David Larsen THE LISTENER

Science and fiction have flirted before, to spawn science fiction. But this baby, despite its inevitable teething-pains, is at times even better. First, just as a game is more interesting to watch when it has rules, the stories are more interesting because the artistic imagination has been asked to work within the rules of some angelic New Zealand scientists. Second, the stories have more culture than sci-fi. They’re entertaining and exciting proof that New Zealand art and science can go together like a pukeko in a ponga tree.
Daniel Batten IDEALOG

Scientists and musicians, and scientists and artists have worked well together in the past. Thus a successful alliance between scientists and fiction writers is not perhaps as strange as it might first appear. Both science and writing are creative endeavours. Both require considerable imagination, and the courage to "think the unthinkable" (although scientists are denied the luxury afforded writers of fiction of "thinking the impossible"). After this successful experiment, perhaps we will see more examples of the coming together of creative individuals from different fields of human endeavour.
David Clark NEW ZEALAND BOOKS

Are Angels OK? was launched at a special one-off performance on Wednesday 31 May at the Paramount Theatre in Wellington.

The writers Glenn Colquhoun * Dylan Horrocks * Witi Ihimaera * Lloyd Jones * Elizabeth Knox * Margaret Mahy * Vincent O’Sullivan * Chris Price (with apologies from Catherine Chidgey and Jo Randerson) and the project directors Bill Manhire and Paul Callaghan, shone at a special event chaired by renowned broadcaster Kim Hill.

Subjects under discussion ranged from Janet Frame's shipboard-meeting with a physicist she called 'Albert', to physicist and poet frogs, to a view of God spending time tinkering with the universe in a garden shed, to 'real' or 'unreal' clouds.

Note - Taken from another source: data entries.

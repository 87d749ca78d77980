pub mod dtos;
pub mod handlers;
pub mod routes;
pub mod services;

pub use routes::routes;
pub use services::StatsService;
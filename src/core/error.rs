use axum::{
    http::StatusCode,
    response::{IntoResponse, Response},
    Json,
};
use thiserror::Error;

use crate::shared::types::ErrorResponse;

#[derive(Debug, Error)]
pub enum AppError {
    #[error("Database error: {0}")]
    Database(#[from] sqlx::Error),

    #[error("Storage error: {0}")]
    Storage(#[from] std::io::Error),

    #[error("Not found: {0}")]
    NotFound(String),

    #[error("Validation error: {0}")]
    Validation(String),

    #[error("Bad request: {0}")]
    BadRequest(String),

    #[error("Payload too large: {0}")]
    PayloadTooLarge(String),

    #[error("Internal server error: {0}")]
    Internal(String),
}

impl AppError {
    pub fn status_code(&self) -> StatusCode {
        match self {
            AppError::Database(_) | AppError::Storage(_) | AppError::Internal(_) => {
                StatusCode::INTERNAL_SERVER_ERROR
            }
            AppError::NotFound(_) => StatusCode::NOT_FOUND,
            AppError::Validation(_) | AppError::BadRequest(_) => StatusCode::BAD_REQUEST,
            AppError::PayloadTooLarge(_) => StatusCode::PAYLOAD_TOO_LARGE,
        }
    }
}

impl IntoResponse for AppError {
    fn into_response(self) -> Response {
        let status = self.status_code();
        let message = match self {
            AppError::Database(ref e) => {
                tracing::error!("Database error: {:?}", e);
                "Database error occurred".to_string()
            }
            AppError::Storage(ref e) => {
                tracing::error!("Storage error: {:?}", e);
                "Failed to store uploaded file".to_string()
            }
            AppError::Internal(ref msg) => {
                tracing::error!("Internal error: {}", msg);
                "Internal server error".to_string()
            }
            AppError::NotFound(msg)
            | AppError::Validation(msg)
            | AppError::BadRequest(msg)
            | AppError::PayloadTooLarge(msg) => msg,
        };

        (status, Json(ErrorResponse::new(message))).into_response()
    }
}

pub type Result<T> = std::result::Result<T, AppError>;

/// Fallback handler for unmatched routes
pub async fn route_not_found() -> AppError {
    AppError::NotFound("Resource not found".to_string())
}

The evening ended with Paul Callaghan quoting from Chris Price's epilogue

"There's a poet in this town who will not learn to dance. He says with a sly grin that if you could film inside his shoes, you'd see his toes enjoying small, astonishing movements there. Like the life-or-death riddle of Schrodinger's cat in a box, we'll never know if this is true, but in the paradox is a lightness of being that stacks up - for now - to something more - or less - than words."

A crack troop from the "Are Angels OK?" project headed next to the Cheltenham Science Festival and to two other public events in the UK.